▶ _TASK DIRECTIONS_: Return the count of lines in the following records that include "every", and nothing more.

**** DATA FOR THIS TASK ****

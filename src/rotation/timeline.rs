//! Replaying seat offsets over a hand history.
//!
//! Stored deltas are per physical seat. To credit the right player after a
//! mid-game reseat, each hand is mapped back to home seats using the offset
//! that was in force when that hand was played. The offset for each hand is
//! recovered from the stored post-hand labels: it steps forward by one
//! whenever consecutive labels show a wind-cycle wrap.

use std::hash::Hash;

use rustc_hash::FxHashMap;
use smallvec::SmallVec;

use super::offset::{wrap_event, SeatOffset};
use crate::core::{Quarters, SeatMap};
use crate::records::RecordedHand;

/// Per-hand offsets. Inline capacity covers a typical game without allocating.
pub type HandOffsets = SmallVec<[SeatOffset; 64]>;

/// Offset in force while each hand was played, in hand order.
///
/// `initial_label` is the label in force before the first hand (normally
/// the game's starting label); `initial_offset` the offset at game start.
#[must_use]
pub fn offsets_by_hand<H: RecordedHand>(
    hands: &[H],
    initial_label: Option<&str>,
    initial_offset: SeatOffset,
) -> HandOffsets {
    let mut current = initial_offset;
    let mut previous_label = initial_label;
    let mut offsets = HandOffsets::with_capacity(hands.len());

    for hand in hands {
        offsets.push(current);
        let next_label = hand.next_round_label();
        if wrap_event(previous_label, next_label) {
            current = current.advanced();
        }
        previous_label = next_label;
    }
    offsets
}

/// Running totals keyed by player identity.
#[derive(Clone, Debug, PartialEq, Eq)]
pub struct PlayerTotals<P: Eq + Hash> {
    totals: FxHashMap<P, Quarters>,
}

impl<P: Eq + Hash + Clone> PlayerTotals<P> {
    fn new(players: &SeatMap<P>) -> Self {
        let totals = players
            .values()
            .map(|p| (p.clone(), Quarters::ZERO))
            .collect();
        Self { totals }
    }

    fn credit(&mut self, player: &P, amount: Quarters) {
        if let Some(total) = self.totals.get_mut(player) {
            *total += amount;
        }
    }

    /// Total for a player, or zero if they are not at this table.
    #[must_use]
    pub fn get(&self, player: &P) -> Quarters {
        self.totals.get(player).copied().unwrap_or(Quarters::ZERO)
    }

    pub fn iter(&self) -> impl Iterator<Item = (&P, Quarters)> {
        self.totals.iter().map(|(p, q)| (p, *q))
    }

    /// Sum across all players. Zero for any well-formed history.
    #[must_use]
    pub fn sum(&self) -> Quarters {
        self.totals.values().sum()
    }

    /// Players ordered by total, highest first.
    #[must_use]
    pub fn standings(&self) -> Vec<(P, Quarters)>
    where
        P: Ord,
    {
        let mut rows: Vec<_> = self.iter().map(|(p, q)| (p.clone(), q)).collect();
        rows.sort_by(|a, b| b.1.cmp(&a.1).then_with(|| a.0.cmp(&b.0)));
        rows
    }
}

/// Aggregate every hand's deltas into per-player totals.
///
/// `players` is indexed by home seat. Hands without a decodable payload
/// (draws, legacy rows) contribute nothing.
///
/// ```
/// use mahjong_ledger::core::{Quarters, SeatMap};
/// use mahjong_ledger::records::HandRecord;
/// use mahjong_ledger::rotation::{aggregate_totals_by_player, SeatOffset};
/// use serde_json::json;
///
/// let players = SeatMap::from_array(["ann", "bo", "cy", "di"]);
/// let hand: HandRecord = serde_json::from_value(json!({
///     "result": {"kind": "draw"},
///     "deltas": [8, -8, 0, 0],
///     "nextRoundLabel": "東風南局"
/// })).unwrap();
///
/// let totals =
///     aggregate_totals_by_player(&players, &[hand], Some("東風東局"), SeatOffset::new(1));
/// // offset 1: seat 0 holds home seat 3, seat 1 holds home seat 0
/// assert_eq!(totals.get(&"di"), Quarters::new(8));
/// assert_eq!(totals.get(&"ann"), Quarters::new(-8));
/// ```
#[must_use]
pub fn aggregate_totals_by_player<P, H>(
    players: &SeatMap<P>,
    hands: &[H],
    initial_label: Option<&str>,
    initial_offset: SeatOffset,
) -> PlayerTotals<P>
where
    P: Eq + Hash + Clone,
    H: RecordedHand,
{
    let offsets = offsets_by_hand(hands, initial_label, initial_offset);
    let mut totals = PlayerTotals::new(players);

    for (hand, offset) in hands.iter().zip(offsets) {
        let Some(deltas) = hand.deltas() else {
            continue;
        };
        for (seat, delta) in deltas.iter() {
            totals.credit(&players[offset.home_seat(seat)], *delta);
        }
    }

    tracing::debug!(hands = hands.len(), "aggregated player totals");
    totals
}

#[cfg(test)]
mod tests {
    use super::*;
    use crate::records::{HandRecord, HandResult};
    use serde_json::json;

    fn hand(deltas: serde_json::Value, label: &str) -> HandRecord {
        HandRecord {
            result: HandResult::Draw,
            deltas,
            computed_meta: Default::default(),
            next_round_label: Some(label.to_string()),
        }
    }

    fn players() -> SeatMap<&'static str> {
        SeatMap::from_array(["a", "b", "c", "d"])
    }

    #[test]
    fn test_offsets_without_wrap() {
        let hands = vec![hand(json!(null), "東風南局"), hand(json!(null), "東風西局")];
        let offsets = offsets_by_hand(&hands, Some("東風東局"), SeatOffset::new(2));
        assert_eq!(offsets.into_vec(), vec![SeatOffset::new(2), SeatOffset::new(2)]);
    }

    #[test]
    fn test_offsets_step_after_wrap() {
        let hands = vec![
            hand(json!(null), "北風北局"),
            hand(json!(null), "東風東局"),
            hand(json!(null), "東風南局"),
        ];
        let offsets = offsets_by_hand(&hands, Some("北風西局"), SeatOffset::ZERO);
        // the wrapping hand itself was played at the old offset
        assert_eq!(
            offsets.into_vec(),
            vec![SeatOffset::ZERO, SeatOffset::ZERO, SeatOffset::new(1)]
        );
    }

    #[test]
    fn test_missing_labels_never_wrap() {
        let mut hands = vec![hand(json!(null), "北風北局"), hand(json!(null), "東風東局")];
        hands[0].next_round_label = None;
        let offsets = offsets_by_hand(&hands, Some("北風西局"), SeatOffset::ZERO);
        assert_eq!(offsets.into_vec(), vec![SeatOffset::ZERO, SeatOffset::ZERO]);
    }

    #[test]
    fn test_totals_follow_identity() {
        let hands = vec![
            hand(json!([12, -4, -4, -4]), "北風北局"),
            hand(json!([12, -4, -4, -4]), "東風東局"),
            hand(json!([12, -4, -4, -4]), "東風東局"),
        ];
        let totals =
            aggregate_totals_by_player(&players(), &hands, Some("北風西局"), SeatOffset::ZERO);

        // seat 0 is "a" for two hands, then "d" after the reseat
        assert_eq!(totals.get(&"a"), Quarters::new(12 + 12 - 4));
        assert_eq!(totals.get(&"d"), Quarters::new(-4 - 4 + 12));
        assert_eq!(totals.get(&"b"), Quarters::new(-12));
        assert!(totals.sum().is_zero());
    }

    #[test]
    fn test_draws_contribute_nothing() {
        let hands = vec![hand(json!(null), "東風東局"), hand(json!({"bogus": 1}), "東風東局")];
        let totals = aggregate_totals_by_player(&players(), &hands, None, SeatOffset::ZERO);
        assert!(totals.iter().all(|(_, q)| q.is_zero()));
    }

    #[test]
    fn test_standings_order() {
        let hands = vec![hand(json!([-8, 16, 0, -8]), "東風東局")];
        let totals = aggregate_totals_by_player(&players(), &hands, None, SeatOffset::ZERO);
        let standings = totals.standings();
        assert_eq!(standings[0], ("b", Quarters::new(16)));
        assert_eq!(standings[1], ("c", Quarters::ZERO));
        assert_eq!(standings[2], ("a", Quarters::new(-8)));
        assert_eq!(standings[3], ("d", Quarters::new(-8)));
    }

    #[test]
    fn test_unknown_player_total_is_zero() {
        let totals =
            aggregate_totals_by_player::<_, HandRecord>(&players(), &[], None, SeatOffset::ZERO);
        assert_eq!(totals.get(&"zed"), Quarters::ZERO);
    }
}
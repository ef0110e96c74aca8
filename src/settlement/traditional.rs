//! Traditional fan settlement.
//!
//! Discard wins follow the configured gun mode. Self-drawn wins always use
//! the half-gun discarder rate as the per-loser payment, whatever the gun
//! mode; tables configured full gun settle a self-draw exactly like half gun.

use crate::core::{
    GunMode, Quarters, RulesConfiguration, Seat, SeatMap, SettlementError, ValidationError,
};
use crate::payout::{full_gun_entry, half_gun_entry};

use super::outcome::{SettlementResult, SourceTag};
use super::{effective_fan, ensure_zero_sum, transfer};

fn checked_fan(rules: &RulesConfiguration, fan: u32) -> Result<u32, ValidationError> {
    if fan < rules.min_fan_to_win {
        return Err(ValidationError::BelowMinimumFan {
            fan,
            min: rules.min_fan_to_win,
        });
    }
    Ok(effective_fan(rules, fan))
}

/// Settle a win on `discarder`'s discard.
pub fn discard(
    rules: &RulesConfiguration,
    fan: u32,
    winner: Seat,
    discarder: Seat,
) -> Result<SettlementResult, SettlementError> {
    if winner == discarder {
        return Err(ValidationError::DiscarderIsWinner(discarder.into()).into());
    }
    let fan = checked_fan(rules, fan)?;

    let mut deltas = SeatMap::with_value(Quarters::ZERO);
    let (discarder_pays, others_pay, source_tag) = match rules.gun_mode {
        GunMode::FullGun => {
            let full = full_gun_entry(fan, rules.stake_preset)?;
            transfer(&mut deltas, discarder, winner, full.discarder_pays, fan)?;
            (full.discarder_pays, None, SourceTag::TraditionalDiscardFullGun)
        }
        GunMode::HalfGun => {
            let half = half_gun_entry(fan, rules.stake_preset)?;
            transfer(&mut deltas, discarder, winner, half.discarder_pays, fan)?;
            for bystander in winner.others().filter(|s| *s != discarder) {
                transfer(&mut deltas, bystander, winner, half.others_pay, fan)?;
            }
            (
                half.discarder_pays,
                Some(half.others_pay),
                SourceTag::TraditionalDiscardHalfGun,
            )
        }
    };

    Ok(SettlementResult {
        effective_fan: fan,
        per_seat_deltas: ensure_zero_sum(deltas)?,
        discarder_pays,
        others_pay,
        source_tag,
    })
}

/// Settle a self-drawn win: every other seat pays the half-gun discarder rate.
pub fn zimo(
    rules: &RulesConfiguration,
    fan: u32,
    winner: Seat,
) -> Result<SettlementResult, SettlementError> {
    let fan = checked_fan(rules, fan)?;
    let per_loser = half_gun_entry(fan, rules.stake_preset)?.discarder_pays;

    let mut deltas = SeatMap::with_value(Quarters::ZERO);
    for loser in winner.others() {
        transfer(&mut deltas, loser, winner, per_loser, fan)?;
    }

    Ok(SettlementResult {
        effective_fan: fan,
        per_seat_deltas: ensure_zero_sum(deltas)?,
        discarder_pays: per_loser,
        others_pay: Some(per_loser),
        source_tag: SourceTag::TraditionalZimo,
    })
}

****

▶ _WRITTEN ANSWER_: 2